Seminar:Community Assembly and Disassembly in Stochastic Environments
Thời gian: 10:00 đến 11:00 Ngày 17/07/2026
Địa điểm: Phòng B102, VIASM
Báo cáo viên: Prof.Nguyễn Hải Đăng, Đại học Alabama, Hoa Kỳ
Tóm tắt: Understanding how biodiversity is assembled and lost is a fundamental challenge in ecology. Local communities are continually shaped by species invasions from regional pools, while extinctions may occur gradually or trigger cascades of secondary extinctions.

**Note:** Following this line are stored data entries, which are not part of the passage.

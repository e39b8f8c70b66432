//! Error types for the capture and session subsystems.
//!
//! Each component exposes a small closed set of error kinds with a
//! human-readable detail string. Recoverable conditions (`NotReady`,
//! client disconnects) are modeled explicitly so callers can distinguish
//! them from fatal failures without matching on message text.

use std::io;

use thiserror::Error;

use crate::capture::SettingId;

/// Errors reported by the capture engine.
#[derive(Debug, Error)]
pub enum CaptureError {
    /// A stage of multi-step device initialization failed. The device is
    /// rolled back fully before this is returned.
    #[error("device setup failed: {0}")]
    Setup(String),

    /// No buffer holds a completed frame yet. Expected under non-blocking
    /// polling; retry after a short sleep.
    #[error("no frame ready")]
    NotReady,

    /// The operation requires an initialized device.
    #[error("device not initialized")]
    NotInitialized,

    /// The control was never successfully queried or is disabled. Sticky
    /// until the device is reinitialized.
    #[error("setting {0:?} is unavailable on this device")]
    SettingUnavailable(SettingId),

    /// The requested value lies outside the control's reported range. The
    /// device write is never issued.
    #[error("value {value} for setting {id:?} is outside [{min}, {max}]")]
    SettingOutOfRange {
        /// Setting the write was aimed at.
        id: SettingId,
        /// Rejected value.
        value: i32,
        /// Lower bound reported by the device.
        min: i32,
        /// Upper bound reported by the device.
        max: i32,
    },

    /// A runtime device operation failed; the underlying error is surfaced
    /// verbatim.
    #[error("device i/o failed: {0}")]
    Device(io::Error),
}

/// Errors reported by the session server.
#[derive(Debug, Error)]
pub enum ServerError {
    /// Creating, binding, or listening on the endpoint failed.
    #[error("server setup failed: {0}")]
    Setup(String),

    /// The exchange has no transport under it: a receive before
    /// `initialize`, or a send with no accepted client.
    #[error("endpoint not connected")]
    NotConnected,

    /// Writing a response failed. The client connection has been torn down;
    /// the exchange is over.
    #[error("send failed: {0}")]
    Send(io::Error),

    /// The listening endpoint itself failed while accepting. Not
    /// recoverable by re-listening.
    #[error("accept failed: {0}")]
    Accept(io::Error),
}

/// Errors reported by the session client.
#[derive(Debug, Error)]
pub enum ClientError {
    /// Connecting to the server socket failed.
    #[error("connect failed: {0}")]
    Connect(String),

    /// An exchange was attempted on a shut-down client.
    #[error("not connected")]
    NotConnected,

    /// A send or receive failed.
    #[error("client i/o failed: {0}")]
    Io(io::Error),
}
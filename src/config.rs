//! Run configuration, loaded from a TOML file.

use std::fs;
use std::io;
use std::path::{Path, PathBuf};
use std::time::Duration;

use serde::Deserialize;
use thiserror::Error;

/// Configuration file problems.
#[derive(Debug, Error)]
pub enum ConfigError {
    /// The file exists but could not be read.
    #[error("cannot read config {path}: {source}")]
    Io {
        /// Offending path.
        path: PathBuf,
        /// Underlying failure.
        #[source]
        source: io::Error,
    },
    /// The file is not valid TOML for this schema.
    #[error("invalid config: {0}")]
    Parse(#[from] toml::de::Error),
}

/// Service configuration. Every field is defaulted, so an absent file or
/// a partial one runs the stock setup; unknown keys are rejected.
#[derive(Debug, Clone, PartialEq, Eq, Deserialize)]
#[serde(deny_unknown_fields)]
pub struct Config {
    /// Unix-socket path the session server listens on.
    #[serde(default = "default_socket_path")]
    pub socket_path: PathBuf,
    /// Capture devices to bind, in order.
    #[serde(default = "default_devices")]
    pub devices: Vec<PathBuf>,
    /// Frame width in pixels; must be even for packed YUYV.
    #[serde(default = "default_width")]
    pub width: u32,
    /// Frame height in pixels.
    #[serde(default = "default_height")]
    pub height: u32,
    /// Requested capture rate in frames per second.
    #[serde(default = "default_fps")]
    pub fps: u32,
    /// How many capture polls to make before giving a frame up.
    #[serde(default = "default_capture_attempts")]
    pub capture_attempts: u32,
    /// Pause between capture polls, in milliseconds.
    #[serde(default = "default_capture_retry_ms")]
    pub capture_retry_ms: u64,
    /// Log filter used when `RUST_LOG` is not set.
    #[serde(default = "default_log_level")]
    pub log_level: String,
}

fn default_socket_path() -> PathBuf {
    PathBuf::from("/tmp/visiond.sock")
}

fn default_devices() -> Vec<PathBuf> {
    vec![PathBuf::from("/dev/video0"), PathBuf::from("/dev/video1")]
}

fn default_width() -> u32 {
    640
}

fn default_height() -> u32 {
    480
}

fn default_fps() -> u32 {
    15
}

fn default_capture_attempts() -> u32 {
    100
}

fn default_capture_retry_ms() -> u64 {
    1
}

fn default_log_level() -> String {
    "info".into()
}

impl Default for Config {
    fn default() -> Self {
        Self {
            socket_path: default_socket_path(),
            devices: default_devices(),
            width: default_width(),
            height: default_height(),
            fps: default_fps(),
            capture_attempts: default_capture_attempts(),
            capture_retry_ms: default_capture_retry_ms(),
            log_level: default_log_level(),
        }
    }
}

impl Config {
    /// Loads the configuration at `path`. A missing file yields the
    /// defaults; a malformed one is an error.
    pub fn load(path: &Path) -> Result<Self, ConfigError> {
        let text = match fs::read_to_string(path) {
            Ok(text) => text,
            Err(err) if err.kind() == io::ErrorKind::NotFound => return Ok(Self::default()),
            Err(err) => {
                return Err(ConfigError::Io {
                    path: path.to_path_buf(),
                    source: err,
                })
            }
        };
        Ok(toml::from_str(&text)?)
    }

    /// Pause between capture polls.
    pub fn capture_retry_delay(&self) -> Duration {
        Duration::from_millis(self.capture_retry_ms)
    }
}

These assembly and disassembly processes are driven by complex species interactions and environmental fluctuations, motivating the need for mathematical frameworks that explicitly incorporate stochasticity. In this talk, I will present recent progress toward a unified theory of stochastic community assembly based on **invasion graphs**. These graphs encode transitions among ecological communities through single- or multiple-species invasions and are defined using invasion growth rates (Lyapunov exponents). I will discuss conjectures and recent results suggesting that invasion graphs characterize the long-term behavior of broad classes of stochastic ecological models, extending classical persistence theory beyond the Hofbauer criterion. For deterministic models, we will prove that there is a unique subgraph of the deterministic invasion graph that accounts for small, random environmental perturbations. This result filters out biologically unrealistic predictions that depend on noise-free dynamics, revealing ecologically meaningful long-term outcomes that are robust to environmental variability. Using the invasion graphs, we introduce two complementary labeled graphs. The community assembly graph characterizes community assembly through single species invasions and reveals when species introductions cause species loss. The community disassembly graph characterizes when species removals trigger secondary extinctions. These methods also identify priority effects (when assembly order determines outcomes) and inverse priority effects (when disassembly order determines outcomes).